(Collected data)
□ □ □ □ □ □ □

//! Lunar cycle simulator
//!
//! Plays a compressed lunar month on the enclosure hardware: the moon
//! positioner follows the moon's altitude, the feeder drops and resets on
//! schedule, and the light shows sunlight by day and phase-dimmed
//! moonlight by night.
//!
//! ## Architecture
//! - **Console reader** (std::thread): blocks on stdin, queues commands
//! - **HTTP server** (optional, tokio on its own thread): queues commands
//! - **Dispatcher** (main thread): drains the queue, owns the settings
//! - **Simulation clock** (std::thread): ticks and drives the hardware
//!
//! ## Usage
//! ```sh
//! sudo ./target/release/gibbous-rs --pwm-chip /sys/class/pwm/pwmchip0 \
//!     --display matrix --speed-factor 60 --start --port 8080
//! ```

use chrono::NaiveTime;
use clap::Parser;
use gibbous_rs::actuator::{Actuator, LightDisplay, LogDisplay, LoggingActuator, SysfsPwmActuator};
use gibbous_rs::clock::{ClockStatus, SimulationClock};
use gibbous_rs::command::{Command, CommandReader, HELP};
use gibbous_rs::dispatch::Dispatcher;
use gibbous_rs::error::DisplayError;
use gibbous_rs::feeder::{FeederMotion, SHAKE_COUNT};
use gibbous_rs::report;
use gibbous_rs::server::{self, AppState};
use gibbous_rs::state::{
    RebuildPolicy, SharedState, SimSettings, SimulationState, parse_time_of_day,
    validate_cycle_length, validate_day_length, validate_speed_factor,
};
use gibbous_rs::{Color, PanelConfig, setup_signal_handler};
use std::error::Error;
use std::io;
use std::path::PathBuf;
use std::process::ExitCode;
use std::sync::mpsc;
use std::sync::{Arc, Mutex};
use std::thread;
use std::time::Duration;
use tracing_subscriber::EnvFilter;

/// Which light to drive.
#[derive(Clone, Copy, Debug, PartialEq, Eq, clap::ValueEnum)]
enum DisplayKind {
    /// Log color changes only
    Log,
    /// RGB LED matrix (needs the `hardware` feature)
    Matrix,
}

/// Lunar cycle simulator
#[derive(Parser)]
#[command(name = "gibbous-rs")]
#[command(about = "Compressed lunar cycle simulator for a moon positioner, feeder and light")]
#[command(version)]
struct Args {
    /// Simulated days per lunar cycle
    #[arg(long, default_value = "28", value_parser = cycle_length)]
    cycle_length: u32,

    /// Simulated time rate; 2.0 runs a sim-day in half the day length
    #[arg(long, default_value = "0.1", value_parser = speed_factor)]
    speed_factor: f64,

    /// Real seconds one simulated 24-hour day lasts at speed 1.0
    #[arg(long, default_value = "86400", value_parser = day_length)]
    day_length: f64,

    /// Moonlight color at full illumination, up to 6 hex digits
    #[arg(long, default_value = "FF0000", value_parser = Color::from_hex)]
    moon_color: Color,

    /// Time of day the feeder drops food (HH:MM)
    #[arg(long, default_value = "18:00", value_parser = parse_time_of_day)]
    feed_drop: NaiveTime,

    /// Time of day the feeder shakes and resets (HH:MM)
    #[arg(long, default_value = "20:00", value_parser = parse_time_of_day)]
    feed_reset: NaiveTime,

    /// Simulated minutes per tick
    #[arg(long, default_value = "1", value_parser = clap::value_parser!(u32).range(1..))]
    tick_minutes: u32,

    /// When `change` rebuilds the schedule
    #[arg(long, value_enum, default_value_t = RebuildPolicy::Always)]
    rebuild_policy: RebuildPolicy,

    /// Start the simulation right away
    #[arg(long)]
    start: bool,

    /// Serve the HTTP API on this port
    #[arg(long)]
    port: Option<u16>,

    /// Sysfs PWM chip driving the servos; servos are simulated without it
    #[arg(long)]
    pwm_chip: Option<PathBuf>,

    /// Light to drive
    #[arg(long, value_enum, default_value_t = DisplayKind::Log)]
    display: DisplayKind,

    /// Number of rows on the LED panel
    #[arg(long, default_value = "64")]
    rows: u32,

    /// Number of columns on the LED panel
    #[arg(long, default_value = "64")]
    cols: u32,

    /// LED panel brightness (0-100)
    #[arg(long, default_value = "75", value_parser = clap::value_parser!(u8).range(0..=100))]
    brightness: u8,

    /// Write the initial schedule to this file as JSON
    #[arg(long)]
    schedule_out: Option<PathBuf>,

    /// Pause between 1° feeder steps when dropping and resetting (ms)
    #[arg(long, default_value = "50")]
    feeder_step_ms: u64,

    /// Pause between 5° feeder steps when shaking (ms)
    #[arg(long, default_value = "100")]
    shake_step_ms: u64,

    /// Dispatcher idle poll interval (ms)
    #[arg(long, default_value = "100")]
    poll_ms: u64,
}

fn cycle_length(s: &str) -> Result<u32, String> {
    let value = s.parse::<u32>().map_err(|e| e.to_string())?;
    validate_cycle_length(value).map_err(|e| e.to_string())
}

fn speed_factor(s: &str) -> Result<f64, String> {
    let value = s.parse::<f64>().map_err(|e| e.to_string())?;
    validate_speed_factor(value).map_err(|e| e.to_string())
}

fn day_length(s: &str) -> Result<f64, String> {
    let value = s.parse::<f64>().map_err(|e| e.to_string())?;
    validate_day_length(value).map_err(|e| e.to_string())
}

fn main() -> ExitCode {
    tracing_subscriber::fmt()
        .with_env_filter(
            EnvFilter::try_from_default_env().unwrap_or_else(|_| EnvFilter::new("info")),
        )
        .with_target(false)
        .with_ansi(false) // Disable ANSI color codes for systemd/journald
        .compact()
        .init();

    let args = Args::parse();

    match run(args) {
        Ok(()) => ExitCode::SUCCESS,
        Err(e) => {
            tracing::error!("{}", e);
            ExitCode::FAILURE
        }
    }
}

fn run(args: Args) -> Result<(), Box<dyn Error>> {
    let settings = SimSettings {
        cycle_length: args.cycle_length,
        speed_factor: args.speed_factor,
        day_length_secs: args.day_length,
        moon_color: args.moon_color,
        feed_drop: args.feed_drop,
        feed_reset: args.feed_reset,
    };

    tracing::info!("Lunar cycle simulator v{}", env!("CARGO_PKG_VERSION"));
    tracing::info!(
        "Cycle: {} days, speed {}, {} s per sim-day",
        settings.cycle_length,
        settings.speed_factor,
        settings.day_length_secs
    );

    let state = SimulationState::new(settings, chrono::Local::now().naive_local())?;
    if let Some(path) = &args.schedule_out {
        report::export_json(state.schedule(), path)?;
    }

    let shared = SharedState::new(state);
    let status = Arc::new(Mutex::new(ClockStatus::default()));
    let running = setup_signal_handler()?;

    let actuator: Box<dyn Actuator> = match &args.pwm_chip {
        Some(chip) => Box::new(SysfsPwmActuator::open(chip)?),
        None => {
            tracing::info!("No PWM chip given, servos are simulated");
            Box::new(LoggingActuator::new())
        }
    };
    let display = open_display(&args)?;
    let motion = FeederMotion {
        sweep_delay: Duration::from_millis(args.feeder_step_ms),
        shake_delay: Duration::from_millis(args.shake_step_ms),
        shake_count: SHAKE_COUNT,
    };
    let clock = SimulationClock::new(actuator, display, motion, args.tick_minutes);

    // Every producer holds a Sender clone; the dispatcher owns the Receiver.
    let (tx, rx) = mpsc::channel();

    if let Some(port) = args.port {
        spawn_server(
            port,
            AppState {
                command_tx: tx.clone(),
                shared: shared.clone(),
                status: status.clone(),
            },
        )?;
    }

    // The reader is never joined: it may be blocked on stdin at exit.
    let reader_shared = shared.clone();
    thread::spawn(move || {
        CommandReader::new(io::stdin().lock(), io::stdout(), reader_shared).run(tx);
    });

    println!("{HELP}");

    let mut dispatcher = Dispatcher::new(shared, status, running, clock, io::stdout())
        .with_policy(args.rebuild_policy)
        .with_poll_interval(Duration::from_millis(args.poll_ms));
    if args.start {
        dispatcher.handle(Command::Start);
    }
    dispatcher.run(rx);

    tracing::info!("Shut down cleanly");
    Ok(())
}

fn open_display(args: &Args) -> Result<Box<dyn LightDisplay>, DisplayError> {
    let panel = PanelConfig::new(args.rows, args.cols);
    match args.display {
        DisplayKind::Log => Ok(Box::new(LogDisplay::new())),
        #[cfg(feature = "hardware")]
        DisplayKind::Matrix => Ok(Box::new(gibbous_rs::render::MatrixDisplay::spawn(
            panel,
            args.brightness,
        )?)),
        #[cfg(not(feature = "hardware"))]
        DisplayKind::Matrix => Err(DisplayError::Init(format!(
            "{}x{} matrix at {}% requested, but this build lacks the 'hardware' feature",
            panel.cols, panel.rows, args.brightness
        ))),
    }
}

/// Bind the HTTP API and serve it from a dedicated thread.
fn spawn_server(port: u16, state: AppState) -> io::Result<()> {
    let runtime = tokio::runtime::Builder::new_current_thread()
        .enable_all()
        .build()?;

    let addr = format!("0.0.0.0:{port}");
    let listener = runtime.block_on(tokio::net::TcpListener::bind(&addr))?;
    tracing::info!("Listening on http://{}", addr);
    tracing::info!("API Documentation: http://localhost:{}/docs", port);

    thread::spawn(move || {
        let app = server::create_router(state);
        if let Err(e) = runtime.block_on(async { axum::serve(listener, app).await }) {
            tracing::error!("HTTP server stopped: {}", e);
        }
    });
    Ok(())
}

□ □ □ □ □ □ □

# Task
Return the opening line of the data and every line after it through the line containing "thread): queues commands", please, exactly as written and with nothing added.

# Response
//! Lunar cycle simulator
//!
//! Plays a compressed lunar month on the enclosure hardware: the moon
//! positioner follows the moon's altitude, the feeder drops and resets on
//! schedule, and the light shows sunlight by day and phase-dimmed
//! moonlight by night.
//!
//! ## Architecture
//! - **Console reader** (std::thread): blocks on stdin, queues commands
//! - **HTTP server** (optional, tokio on its own thread): queues commands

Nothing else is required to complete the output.